Read and study the poem below:
Tomorrow when the farm boys find this
freak of nature, they will wrap his body
in newspaper and carry him to the museum.
But tonight he is alive and in the north
field with his mother. It is a perfect
summer evening: the moon rising over
the orchard, the wind in the grass. And
as he stares into the sky, there are
twice as many stars as usual.
Laura Gilpin‘s poem “Two-Headed Calf” describes the fate of a two-headed calf.
The speaker acknowledges what will happen to the two-headed calf tomorrow in the first stanza of this poem. The animal does not have a promising future.
It will be wrapped in newspaper and brought into town as a natural phenomenon. The cow, however, is peacefully living alongside its mother in the north field tonight, according to the second stanza.
It is taking in the elements of nature and gazing up at the stars, which are twice as numerous as usual.
Structure and Form
Laura Gilpin‘s ‘Two-Headed Calf’ is a two-stanza poem divided into one set of three lines, known as a tercet, and one set of six lines, known as a sestet.

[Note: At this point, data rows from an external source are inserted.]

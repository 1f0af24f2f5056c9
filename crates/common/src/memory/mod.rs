//! In-memory store for tests and local runs
//!
//! Implements the embedding store, the recommendation sink, and the run
//! reader over plain collections behind one lock, so `finalize_run` is
//! atomic in the same way the database transaction is.

use crate::embeddings::{CorpusId, Embedding, EmbeddingFilter, EmbeddingStore, PaperId};
use crate::errors::{AppError, ErrorCode, Result};
use crate::recommendations::{
    ensure_unique_papers, NewRun, Recommendation, RecommendationRow, RecommendationRun,
    RecommendationSink, RunId, RunReader, RunStatus,
};
use async_trait::async_trait;
use chrono::{DateTime, Utc};
use std::collections::{BTreeMap, BTreeSet};
use std::sync::{Mutex, MutexGuard};

/// Where the store should fail, for exercising rollback paths
#[derive(Debug, Clone, Copy, Default, PartialEq, Eq)]
pub enum FailurePoint {
    #[default]
    None,
    WriteRecommendations,
    CompleteRun,
}

#[derive(Default)]
struct State {
    papers: BTreeMap<CorpusId, BTreeSet<PaperId>>,
    embeddings: BTreeMap<CorpusId, Vec<Embedding>>,
    runs: BTreeMap<RunId, RecommendationRun>,
    rows: BTreeMap<RunId, Vec<Recommendation>>,
    next_run_id: RunId,
    failure: FailurePoint,
}

/// Mutex-guarded store implementing every storage contract
#[derive(Default)]
pub struct MemoryStore {
    state: Mutex<State>,
}

impl MemoryStore {
    pub fn new() -> Self {
        Self::default()
    }

    fn lock(&self) -> Result<MutexGuard<'_, State>> {
        self.state.lock().map_err(|_| AppError::Internal {
            message: "memory store lock poisoned".to_string(),
        })
    }

    /// Register a paper with no embeddings
    pub fn add_paper(&self, corpus_id: CorpusId, paper_id: PaperId) -> Result<()> {
        self.lock()?.papers.entry(corpus_id).or_default().insert(paper_id);
        Ok(())
    }

    /// Store an embedding, registering its paper in the corpus
    pub fn add_embedding(&self, corpus_id: CorpusId, embedding: Embedding) -> Result<()> {
        let mut state = self.lock()?;
        state
            .papers
            .entry(corpus_id)
            .or_default()
            .insert(embedding.paper_id);
        state.embeddings.entry(corpus_id).or_default().push(embedding);
        Ok(())
    }

    pub fn add_embeddings(
        &self,
        corpus_id: CorpusId,
        embeddings: impl IntoIterator<Item = Embedding>,
    ) -> Result<()> {
        for embedding in embeddings {
            self.add_embedding(corpus_id, embedding)?;
        }
        Ok(())
    }

    pub fn set_failure(&self, failure: FailurePoint) -> Result<()> {
        self.lock()?.failure = failure;
        Ok(())
    }

    /// Every stored row across all runs
    pub fn total_recommendations(&self) -> Result<usize> {
        Ok(self.lock()?.rows.values().map(Vec::len).sum())
    }

    fn transition(state: &mut State, run_id: RunId, next: RunStatus) -> Result<()> {
        let run = state
            .runs
            .get_mut(&run_id)
            .ok_or(AppError::RunNotFound { id: run_id })?;
        if !run.status.can_transition_to(next) {
            return Err(run.status.transition_error(run_id, next));
        }
        run.status = next;
        Ok(())
    }

    fn insert_rows(state: &mut State, run_id: RunId, rows: &[RecommendationRow]) -> Result<()> {
        let run = state
            .runs
            .get(&run_id)
            .ok_or(AppError::RunNotFound { id: run_id })?;
        if run.status != RunStatus::Computing {
            return Err(AppError::InvalidRunTransition {
                run_id,
                from: run.status.to_string(),
                to: "rows written".to_string(),
            });
        }
        ensure_unique_papers(run_id, rows)?;

        let existing = state.rows.entry(run_id).or_default();
        if let Some(row) = rows
            .iter()
            .find(|r| existing.iter().any(|e| e.paper_id == r.paper_id))
        {
            return Err(AppError::DuplicateRecommendation {
                run_id,
                paper_id: row.paper_id,
            });
        }
        existing.extend(rows.iter().map(|r| Recommendation {
            run_id,
            paper_id: r.paper_id,
            score: r.score,
            rank: r.rank,
        }));
        Ok(())
    }

    fn complete(
        state: &mut State,
        run_id: RunId,
        completed_at: DateTime<Utc>,
        degenerate_vectors: u64,
    ) -> Result<()> {
        Self::transition(state, run_id, RunStatus::Persisted)?;
        if let Some(run) = state.runs.get_mut(&run_id) {
            run.completed_at = Some(completed_at);
            run.degenerate_vectors = degenerate_vectors as i64;
        }
        Ok(())
    }

    fn injected(point: FailurePoint) -> AppError {
        AppError::Internal {
            message: format!("injected failure at {:?}", point),
        }
    }
}

#[async_trait]
impl EmbeddingStore for MemoryStore {
    async fn get_embeddings(
        &self,
        corpus_id: CorpusId,
        filter: &EmbeddingFilter,
    ) -> Result<Vec<Embedding>> {
        let state = self.lock()?;
        Ok(state
            .embeddings
            .get(&corpus_id)
            .map(|all| all.iter().filter(|e| filter.accepts(e)).cloned().collect())
            .unwrap_or_default())
    }

    async fn list_papers(&self, corpus_id: CorpusId) -> Result<Vec<PaperId>> {
        let state = self.lock()?;
        Ok(state
            .papers
            .get(&corpus_id)
            .map(|ids| ids.iter().copied().collect())
            .unwrap_or_default())
    }

    async fn get_paper_embeddings(
        &self,
        corpus_id: CorpusId,
        paper_ids: &[PaperId],
        filter: &EmbeddingFilter,
    ) -> Result<Vec<Embedding>> {
        let wanted: BTreeSet<PaperId> = paper_ids.iter().copied().collect();
        let state = self.lock()?;
        Ok(state
            .embeddings
            .get(&corpus_id)
            .map(|all| {
                all.iter()
                    .filter(|e| wanted.contains(&e.paper_id) && filter.accepts(e))
                    .cloned()
                    .collect()
            })
            .unwrap_or_default())
    }
}

#[async_trait]
impl RecommendationSink for MemoryStore {
    async fn create_run(&self, run: NewRun) -> Result<RunId> {
        let mut state = self.lock()?;
        state.next_run_id += 1;
        let id = state.next_run_id;
        state.runs.insert(
            id,
            RecommendationRun {
                id,
                reference_corpus_id: run.reference_corpus_id,
                candidate_corpus_id: run.candidate_corpus_id,
                threshold_level: run.threshold_level,
                method: run.method,
                status: RunStatus::Created,
                error_code: None,
                error_message: None,
                degenerate_vectors: 0,
                created_at: Utc::now(),
                completed_at: None,
            },
        );
        Ok(id)
    }

    async fn mark_computing(&self, run_id: RunId) -> Result<()> {
        let mut state = self.lock()?;
        Self::transition(&mut state, run_id, RunStatus::Computing)
    }

    async fn write_recommendations(&self, run_id: RunId, rows: &[RecommendationRow]) -> Result<()> {
        let mut state = self.lock()?;
        if state.failure == FailurePoint::WriteRecommendations {
            return Err(Self::injected(state.failure));
        }
        Self::insert_rows(&mut state, run_id, rows)
    }

    async fn complete_run(
        &self,
        run_id: RunId,
        completed_at: DateTime<Utc>,
        degenerate_vectors: u64,
    ) -> Result<()> {
        let mut state = self.lock()?;
        if state.failure == FailurePoint::CompleteRun {
            return Err(Self::injected(state.failure));
        }
        Self::complete(&mut state, run_id, completed_at, degenerate_vectors)
    }

    async fn fail_run(&self, run_id: RunId, code: ErrorCode, message: &str) -> Result<()> {
        let mut state = self.lock()?;
        Self::transition(&mut state, run_id, RunStatus::Failed)?;
        state.rows.remove(&run_id);
        if let Some(run) = state.runs.get_mut(&run_id) {
            run.error_code = Some(code.as_str().to_string());
            run.error_message = Some(message.to_string());
        }
        Ok(())
    }

    async fn finalize_run(
        &self,
        run_id: RunId,
        rows: &[RecommendationRow],
        completed_at: DateTime<Utc>,
        degenerate_vectors: u64,
    ) -> Result<()> {
        let mut state = self.lock()?;
        if state.failure != FailurePoint::None {
            return Err(Self::injected(state.failure));
        }
        Self::insert_rows(&mut state, run_id, rows)?;
        if let Err(e) = Self::complete(&mut state, run_id, completed_at, degenerate_vectors) {
            state.rows.remove(&run_id);
            return Err(e);
        }
        Ok(())
    }
}

#[async_trait]
impl RunReader for MemoryStore {
    async fn get_run(&self, run_id: RunId) -> Result<Option<RecommendationRun>> {
        Ok(self.lock()?.runs.get(&run_id).cloned())
    }

    async fn list_recommendations(&self, run_id: RunId) -> Result<Vec<Recommendation>> {
        let state = self.lock()?;
        let mut rows = state.rows.get(&run_id).cloned().unwrap_or_default();
        rows.sort_by_key(|r| r.rank);
        Ok(rows)
    }

    async fn latest_completed_run(
        &self,
        reference_corpus_id: CorpusId,
        candidate_corpus_id: CorpusId,
    ) -> Result<Option<RecommendationRun>> {
        let state = self.lock()?;
        Ok(state
            .runs
            .values()
            .rev()
            .find(|r| {
                r.reference_corpus_id == reference_corpus_id
                    && r.candidate_corpus_id == candidate_corpus_id
                    && r.is_authoritative()
            })
            .cloned())
    }
}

The poem is written entirely in free verse. This means that the poet does not follow any rhyme scheme or metrical pattern.
The words at the end of each line do not have perfect, half, or other types of rhyme. However, the poem has a visual unity. This is achieved through similar line lengths and the poet’s use of similar punctuation.
Several literary devices are employed by the poet throughout this poem. Among these are, but are not limited to:
This occurs when the poet ends a line before its natural endpoint. Consider the transition in the first stanza between lines one and two.
When a poet uses particularly interesting examples and descriptions, this is referred to as imagery. Imagery should arouse the reader’s senses, causing them to vividly imagine the scene. “The moon rising over the orchard, the wind in the grass,” for example. And / as he stares into the sky”
Alliteration occurs when a poet uses the same consonant sound at the beginning of several lines. For example, in lines one and two, “boys” and “body,” and in line five, “stares” and “sky.”
Is a pause in the middle of a line of the text inserted by the poet? This can be accomplished through the use of punctuation or a natural pause in the meter. “Field with his mother,” for example. It’s perfect.”
The tone is thoughtful and peaceful. Throughout the poem’s short lines, the speaker acknowledges what lies ahead for the cow and peacefully describes the moments the cow has with his mother before “tomorrow.”
The beauty and fleeting nature of all living things is the theme. The speaker spends the first two stanzas of this poem describing how the world will treat this calf and how they see this animal.
He is “alive and in the north / field with his mother tonight.” They humanize the animal by using personal pronouns and describing the cow looking up into the sky, emphasizing his life and how he deserves to keep it.
The speaker in the poem is someone who is aware of what is happening at a specific farm. They have a lot of sympathy for the two-headed calf and, presumably, all the animals in their or someone else’s care.